Bien sûr la série a plus d’un tour dans son sac pour nous faire croire que le meilleur reste à venir. Prison Break du pauvre par excellence (on ne parle pas de la Casa de Papel du pauvre dans la mesure où la Casa de Papel était déjà une vaste fumisterie), le Syndrome d’Helsinki va nous montrer petit à petit qu’Elias avait tout prévu depuis le début, et ce jusque dans les moindres détails. D’abord présenté comme un gentil paumé, pauvre, endetté, émotif et donc armé (nous demeurons dans une prise d’otages), chaque épisode nous révèle l’entraînement qu’il s’est infligé avant de se lancer dans son attaque.
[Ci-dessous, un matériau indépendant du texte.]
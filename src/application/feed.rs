//! Feed fetching and normalization.
//!
//! Pulls an RSS or Atom document, filters out entries older than the
//! source watermark, and flattens the rest into [`NormalizedEntry`]
//! values. Every failure mode here is non-fatal: a broken feed yields
//! an empty batch and a warning, never an error.

use chrono::{DateTime, Utc};
use feed_rs::model::Entry;
use tracing::{debug, warn};
use url::Url;

use crate::domain::entry::NormalizedEntry;

pub const DEFAULT_MAX_ENTRIES: usize = 200;

#[derive(Clone)]
pub struct FeedFetcher {
    http: reqwest::Client,
    max_entries: usize,
}

impl FeedFetcher {
    pub fn new(http: reqwest::Client, max_entries: usize) -> Self {
        Self { http, max_entries }
    }

    /// Fetch `feed_url` and return the entries newer than `last_synced`,
    /// in feed order (assumed newest first). `file://` URLs are read
    /// from disk, which the fixture tests rely on.
    pub async fn fetch_new(
        &self,
        feed_url: &str,
        last_synced: Option<DateTime<Utc>>,
    ) -> Vec<NormalizedEntry> {
        let body = match self.read_body(feed_url).await {
            Ok(body) => body,
            Err(message) => {
                warn!(
                    target = "application::feed",
                    feed_url, error = %message, "feed fetch failed"
                );
                return Vec::new();
            }
        };

        let feed = match feed_rs::parser::parse(body.as_slice()) {
            Ok(feed) => feed,
            Err(err) => {
                warn!(
                    target = "application::feed",
                    feed_url, error = %err, "feed parse failed"
                );
                return Vec::new();
            }
        };

        if let (Some(updated), Some(watermark)) = (feed.updated, last_synced) {
            if updated <= watermark {
                debug!(
                    target = "application::feed",
                    feed_url, %updated, %watermark, "feed unchanged since last sync"
                );
                return Vec::new();
            }
        }

        let mut out = Vec::new();
        for entry in feed.entries {
            if out.len() >= self.max_entries {
                break;
            }
            let Some(normalized) = normalize_entry(&entry) else {
                debug!(
                    target = "application::feed",
                    feed_url,
                    entry_id = %entry.id,
                    "skipping entry without link or timestamp"
                );
                continue;
            };
            if let Some(watermark) = last_synced {
                if normalized.timestamp <= watermark {
                    break;
                }
            }
            out.push(normalized);
        }
        out
    }

    async fn read_body(&self, feed_url: &str) -> Result<Vec<u8>, String> {
        let parsed = Url::parse(feed_url).map_err(|err| err.to_string())?;
        if parsed.scheme() == "file" {
            let path = parsed
                .to_file_path()
                .map_err(|()| format!("bad file url: {feed_url}"))?;
            return tokio::fs::read(path).await.map_err(|err| err.to_string());
        }
        let response = self
            .http
            .get(parsed)
            .send()
            .await
            .and_then(|resp| resp.error_for_status())
            .map_err(|err| err.to_string())?;
        let bytes = response.bytes().await.map_err(|err| err.to_string())?;
        Ok(bytes.to_vec())
    }
}

fn normalize_entry(entry: &Entry) -> Option<NormalizedEntry> {
    let url = entry.links.first().map(|link| link.href.clone())?;
    let timestamp = entry.published.or(entry.updated)?;
    let title = entry
        .title
        .as_ref()
        .map(|t| t.content.clone())
        .unwrap_or_default();
    let authors = entry
        .authors
        .iter()
        .map(|person| person.name.clone())
        .collect();

    Some(NormalizedEntry {
        title,
        authors,
        url,
        image_url: entry_image(entry),
        timestamp,
    })
}

/// First media thumbnail wins; otherwise the first media content that
/// declares an image type; otherwise empty.
fn entry_image(entry: &Entry) -> String {
    for media in &entry.media {
        if let Some(thumb) = media.thumbnails.first() {
            return thumb.image.uri.clone();
        }
    }
    for media in &entry.media {
        for content in &media.content {
            let is_image = content
                .content_type
                .as_ref()
                .map(|mime| mime.ty().as_str() == mime_guess::mime::IMAGE)
                .unwrap_or(false);
            if is_image {
                if let Some(url) = &content.url {
                    return url.to_string();
                }
            }
        }
    }
    String::new()
}

#[cfg(test)]
mod tests {
    use chrono::TimeZone;

    use super::*;

    fn fixture_url(name: &str) -> String {
        let path = std::path::Path::new(env!("CARGO_MANIFEST_DIR"))
            .join("tests/fixtures")
            .join(name);
        Url::from_file_path(path).unwrap().to_string()
    }

    fn fetcher() -> FeedFetcher {
        FeedFetcher::new(reqwest::Client::new(), DEFAULT_MAX_ENTRIES)
    }

    #[tokio::test]
    async fn watermark_limits_rss_batch() {
        let url = fixture_url("blog_rss.xml");
        let watermark = Utc.with_ymd_and_hms(2019, 12, 1, 0, 0, 0).unwrap();

        let recent = fetcher().fetch_new(&url, Some(watermark)).await;
        assert_eq!(recent.len(), 6);

        let older = Utc.with_ymd_and_hms(2019, 8, 1, 0, 0, 0).unwrap();
        let all = fetcher().fetch_new(&url, Some(older)).await;
        assert_eq!(all.len(), 15);
        for (a, b) in recent.iter().zip(all.iter()) {
            assert_eq!(a, b);
        }
    }

    #[tokio::test]
    async fn unchanged_feed_short_circuits() {
        let url = fixture_url("blog_rss.xml");
        // lastBuildDate in the fixture is 2019-12-20.
        let watermark = Utc.with_ymd_and_hms(2020, 1, 1, 0, 0, 0).unwrap();
        let entries = fetcher().fetch_new(&url, Some(watermark)).await;
        assert!(entries.is_empty());
    }

    #[tokio::test]
    async fn normalizes_known_entry() {
        let url = fixture_url("blog_rss.xml");
        let older = Utc.with_ymd_and_hms(2019, 8, 1, 0, 0, 0).unwrap();
        let all = fetcher().fetch_new(&url, Some(older)).await;

        let ecsy = all
            .iter()
            .find(|e| e.url == "https://blog.mozvr.com/ecsy-developer-tools/")
            .unwrap();
        assert_eq!(ecsy.title, "ECSY Developer tools extension");
        assert_eq!(ecsy.authors, vec!["Fernando Serrano".to_string()]);
        assert_eq!(
            ecsy.image_url,
            "https://blog.mozvr.com/content/images/2019/12/ecsy-header.png"
        );
        assert_eq!(
            ecsy.timestamp,
            Utc.with_ymd_and_hms(2019, 12, 10, 22, 47, 43).unwrap()
        );
    }

    #[tokio::test]
    async fn atom_thumbnail_preferred_over_content() {
        let url = fixture_url("videos_atom.xml");
        let entries = fetcher().fetch_new(&url, None).await;
        assert!(!entries.is_empty());
        assert_eq!(
            entries[0].image_url,
            "https://videos.example.com/thumbs/intro.jpg"
        );
    }

    #[tokio::test]
    async fn broken_feed_yields_empty_batch() {
        let url = fixture_url("not_a_feed.txt");
        let entries = fetcher().fetch_new(&url, None).await;
        assert!(entries.is_empty());

        let missing = fetcher()
            .fetch_new("file:///definitely/not/here.xml", None)
            .await;
        assert!(missing.is_empty());
    }
}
Préparation d’explosifs, acquisition de certaines techniques de désarmement en cas de combat au corps à corps, endurance à ne pas dormir durant 72 heures, apprentissage de la perfusion…bref Elias est venu le baluchon plein de savoir-faire. Nous n’avons pas poussé au-delà du quatrième épisode mais nous ne doutons pas qu’il regorge d’autres méthodes et de cordes à son arc. L’idée était sûrement sympathique sur le papier mais noyée dans un tel bouillon de fadeur, autant le dire tout de suite, nous sommes restés circonspects.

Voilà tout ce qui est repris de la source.